**ASSIGNMENT:** Copy out each line of the data below in which "Duration" appears.

**DATA FOR REVIEW:**
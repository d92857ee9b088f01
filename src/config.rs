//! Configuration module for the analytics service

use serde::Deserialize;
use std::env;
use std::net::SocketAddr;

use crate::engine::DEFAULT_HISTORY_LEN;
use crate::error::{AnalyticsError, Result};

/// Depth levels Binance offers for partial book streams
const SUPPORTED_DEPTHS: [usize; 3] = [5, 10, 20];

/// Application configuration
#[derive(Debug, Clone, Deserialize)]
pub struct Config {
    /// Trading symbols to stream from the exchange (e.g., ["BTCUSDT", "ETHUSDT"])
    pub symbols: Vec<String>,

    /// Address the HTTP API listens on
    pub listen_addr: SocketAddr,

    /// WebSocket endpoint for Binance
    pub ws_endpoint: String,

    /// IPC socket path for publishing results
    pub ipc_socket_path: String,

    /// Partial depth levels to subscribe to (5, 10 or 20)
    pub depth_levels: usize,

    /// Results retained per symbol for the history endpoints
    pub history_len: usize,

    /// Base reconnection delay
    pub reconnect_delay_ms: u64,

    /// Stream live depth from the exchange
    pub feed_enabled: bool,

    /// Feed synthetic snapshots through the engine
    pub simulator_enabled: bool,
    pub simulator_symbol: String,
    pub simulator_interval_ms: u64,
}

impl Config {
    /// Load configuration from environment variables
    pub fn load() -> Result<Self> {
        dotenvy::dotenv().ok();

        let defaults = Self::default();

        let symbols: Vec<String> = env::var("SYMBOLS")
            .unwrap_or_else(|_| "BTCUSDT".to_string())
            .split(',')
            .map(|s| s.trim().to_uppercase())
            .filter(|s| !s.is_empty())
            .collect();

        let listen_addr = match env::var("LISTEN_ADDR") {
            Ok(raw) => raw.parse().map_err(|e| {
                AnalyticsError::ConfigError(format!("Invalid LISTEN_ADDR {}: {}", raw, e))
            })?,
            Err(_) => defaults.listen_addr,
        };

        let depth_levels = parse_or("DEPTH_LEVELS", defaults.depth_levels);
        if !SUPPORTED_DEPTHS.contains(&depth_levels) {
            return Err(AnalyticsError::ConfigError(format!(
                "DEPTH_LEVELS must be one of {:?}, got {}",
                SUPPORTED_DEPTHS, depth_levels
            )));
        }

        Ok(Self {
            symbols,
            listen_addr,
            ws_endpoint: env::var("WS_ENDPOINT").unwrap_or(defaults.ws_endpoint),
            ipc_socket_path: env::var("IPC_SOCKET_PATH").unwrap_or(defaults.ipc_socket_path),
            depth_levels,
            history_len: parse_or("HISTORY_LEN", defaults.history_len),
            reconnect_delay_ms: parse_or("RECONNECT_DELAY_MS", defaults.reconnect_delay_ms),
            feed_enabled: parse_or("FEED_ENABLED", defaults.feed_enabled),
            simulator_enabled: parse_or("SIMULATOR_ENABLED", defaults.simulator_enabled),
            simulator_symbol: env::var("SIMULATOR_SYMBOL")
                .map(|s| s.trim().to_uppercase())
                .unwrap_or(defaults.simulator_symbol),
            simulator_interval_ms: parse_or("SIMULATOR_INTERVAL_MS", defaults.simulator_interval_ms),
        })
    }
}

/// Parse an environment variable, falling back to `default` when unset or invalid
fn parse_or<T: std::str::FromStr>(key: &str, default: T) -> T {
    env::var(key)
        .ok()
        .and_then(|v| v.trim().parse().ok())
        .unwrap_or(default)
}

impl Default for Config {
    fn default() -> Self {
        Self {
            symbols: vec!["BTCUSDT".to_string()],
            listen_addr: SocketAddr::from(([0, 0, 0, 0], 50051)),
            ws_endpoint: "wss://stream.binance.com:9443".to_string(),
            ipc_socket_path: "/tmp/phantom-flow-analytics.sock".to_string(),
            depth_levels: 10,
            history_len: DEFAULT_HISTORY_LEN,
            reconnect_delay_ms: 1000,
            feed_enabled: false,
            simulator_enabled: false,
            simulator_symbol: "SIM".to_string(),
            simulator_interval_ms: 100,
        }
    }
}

* * *

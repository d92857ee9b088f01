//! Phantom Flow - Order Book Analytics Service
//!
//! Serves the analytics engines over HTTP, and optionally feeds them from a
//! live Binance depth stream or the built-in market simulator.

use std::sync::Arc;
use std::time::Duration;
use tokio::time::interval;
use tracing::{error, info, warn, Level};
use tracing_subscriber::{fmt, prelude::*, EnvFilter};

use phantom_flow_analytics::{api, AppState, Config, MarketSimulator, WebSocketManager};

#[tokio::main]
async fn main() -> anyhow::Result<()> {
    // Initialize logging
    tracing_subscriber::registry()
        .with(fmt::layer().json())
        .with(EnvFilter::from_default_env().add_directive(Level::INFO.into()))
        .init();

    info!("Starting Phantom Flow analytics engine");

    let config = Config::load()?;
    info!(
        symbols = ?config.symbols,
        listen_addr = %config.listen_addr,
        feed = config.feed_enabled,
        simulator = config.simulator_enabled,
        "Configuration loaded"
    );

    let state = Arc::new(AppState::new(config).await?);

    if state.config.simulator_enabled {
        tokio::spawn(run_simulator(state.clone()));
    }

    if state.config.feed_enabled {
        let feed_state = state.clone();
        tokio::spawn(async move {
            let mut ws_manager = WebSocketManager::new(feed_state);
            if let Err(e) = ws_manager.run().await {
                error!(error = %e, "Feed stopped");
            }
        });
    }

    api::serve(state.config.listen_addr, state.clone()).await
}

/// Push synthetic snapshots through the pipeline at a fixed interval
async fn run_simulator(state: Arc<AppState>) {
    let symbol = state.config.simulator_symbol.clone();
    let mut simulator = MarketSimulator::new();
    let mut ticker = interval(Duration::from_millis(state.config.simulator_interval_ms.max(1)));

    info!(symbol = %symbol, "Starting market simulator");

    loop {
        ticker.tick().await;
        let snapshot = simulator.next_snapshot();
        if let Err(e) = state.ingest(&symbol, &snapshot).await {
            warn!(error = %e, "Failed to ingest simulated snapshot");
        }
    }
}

**REPLY TO THE TASK:**
use std::time::Duration;
    let mut ticker = interval(Duration::from_millis(state.config.simulator_interval_ms.max(1)));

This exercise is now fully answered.